Both vectors contain only zeros

A common source of bugs is handling vectors where no non-zero elements exist. In this situation, the sparse representation becomes an empty list.

If the implementation assumes at least one stored entry exists, pointer access errors can occur. This solution handles the case naturally because the while loop immediately terminates when both lists are empty.

No overlapping non-zero indices

Two vectors may each contain non-zero values, but none of the indices match.

For example:

[1,0,0]
[0,2,0]

A buggy implementation might accidentally multiply unrelated values.
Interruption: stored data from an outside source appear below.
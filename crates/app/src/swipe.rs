//! Swipe engine: one dish at a time, resolved by a left/right gesture.
//!
//! Resolving a gesture sets the transient swipe direction and hands out a
//! [`SettleTicket`]. Presenting the resolved swipe takes a settle delay;
//! when it elapses the ticket is redeemed, the direction clears and the index
//! advances modulo the catalog size.
//!
//! At most one settle is pending per card. Gestures that arrive while a
//! settle is pending are ignored, and tickets that do not match the pending
//! one (including tickets from a torn-down engine) are no-ops.

use std::num::NonZeroUsize;

use tracing::{debug, trace};
use u_cook_core::SwipeDirection;

/// Proof that a swipe was accepted and may later advance the engine.
#[derive(Debug, Clone, Copy, PartialEq, Eq, Hash)]
pub struct SettleTicket {
    engine: u64,
    seq: u64,
}

impl SettleTicket {
    /// Id of the engine that issued the ticket.
    #[must_use]
    pub const fn engine(&self) -> u64 {
        self.engine
    }
}

/// Outcome of redeeming a ticket.
#[derive(Debug, Clone, Copy, PartialEq, Eq)]
pub enum Settle {
    /// The engine advanced to the given index.
    Advanced(usize),
    /// The ticket was not the pending one.
    Stale,
}

/// Swipe state for one presentation of the main screen.
#[derive(Debug, Clone)]
pub struct SwipeEngine {
    id: u64,
    index: usize,
    len: NonZeroUsize,
    direction: Option<SwipeDirection>,
    pending: Option<SettleTicket>,
    next_seq: u64,
}

impl SwipeEngine {
    /// Create an engine over `len` dishes.
    ///
    /// `id` distinguishes this engine from earlier ones so their tickets
    /// cannot advance it.
    #[must_use]
    pub const fn new(id: u64, len: NonZeroUsize) -> Self {
        Self {
            id,
            index: 0,
            len,
            direction: None,
            pending: None,
            next_seq: 0,
        }
    }

    /// Resolve a gesture on the current card.
    ///
    /// Returns `None` if a settle is already pending for this card.
    pub fn resolve(&mut self, direction: SwipeDirection) -> Option<SettleTicket> {
        if self.pending.is_some() {
            debug!(%direction, index = self.index, "Ignoring swipe while settling");
            return None;
        }

        let ticket = SettleTicket {
            engine: self.id,
            seq: self.next_seq,
        };
        self.next_seq += 1;
        self.direction = Some(direction);
        self.pending = Some(ticket);
        trace!(%direction, index = self.index, seq = ticket.seq, "Swipe resolved");
        Some(ticket)
    }

    /// Redeem a settle ticket: clear the direction and advance.
    pub fn settle(&mut self, ticket: SettleTicket) -> Settle {
        if self.pending != Some(ticket) {
            trace!(?ticket, "Stale settle ticket");
            return Settle::Stale;
        }

        self.pending = None;
        self.direction = None;
        self.index = (self.index + 1) % self.len.get();
        Settle::Advanced(self.index)
    }

    #[must_use]
    pub const fn id(&self) -> u64 {
        self.id
    }

    /// Index of the card on screen.
    #[must_use]
    pub const fn index(&self) -> usize {
        self.index
    }

    /// Direction of the swipe being presented, if any.
    #[must_use]
    pub const fn direction(&self) -> Option<SwipeDirection> {
        self.direction
    }

    #[must_use]
    pub const fn is_settling(&self) -> bool {
        self.pending.is_some()
    }
}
The two-pointer technique avoids this by only multiplying values when the indices are identical.

One vector is much denser than the other

The follow-up question specifically asks about the scenario where only one vector is sparse.

For example:

[0,0,0,5,0]
[1,2,3,4,5]

The current implementation still performs efficiently because it only iterates through the stored non-zero entries of the sparse vector. Even if the other vector contains many non-zero values, the algorithm remains efficient compared to scanning every index blindly.